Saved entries
******************************

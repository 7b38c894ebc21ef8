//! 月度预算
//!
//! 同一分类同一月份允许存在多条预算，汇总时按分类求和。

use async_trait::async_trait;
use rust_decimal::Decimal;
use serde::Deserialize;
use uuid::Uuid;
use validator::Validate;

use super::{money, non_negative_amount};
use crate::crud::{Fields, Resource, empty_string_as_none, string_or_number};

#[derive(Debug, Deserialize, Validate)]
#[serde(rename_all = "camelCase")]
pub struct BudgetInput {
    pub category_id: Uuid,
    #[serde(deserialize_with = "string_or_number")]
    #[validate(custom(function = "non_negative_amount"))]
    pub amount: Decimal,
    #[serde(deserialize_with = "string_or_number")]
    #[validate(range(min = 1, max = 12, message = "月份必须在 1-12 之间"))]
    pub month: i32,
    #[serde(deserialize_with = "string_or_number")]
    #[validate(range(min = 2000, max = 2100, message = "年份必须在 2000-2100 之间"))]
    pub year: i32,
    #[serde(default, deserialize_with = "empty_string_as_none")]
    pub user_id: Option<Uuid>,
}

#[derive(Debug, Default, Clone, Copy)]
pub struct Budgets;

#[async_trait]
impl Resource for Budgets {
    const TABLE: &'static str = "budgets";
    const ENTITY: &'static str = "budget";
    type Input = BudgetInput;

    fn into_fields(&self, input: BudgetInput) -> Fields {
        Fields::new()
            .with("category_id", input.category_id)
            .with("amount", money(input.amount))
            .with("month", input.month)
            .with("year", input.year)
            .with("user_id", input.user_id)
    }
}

******************************

Copy whichever lines above contain the string "struct".

> **ANSWER**:
pub struct BudgetInput {
pub struct Budgets;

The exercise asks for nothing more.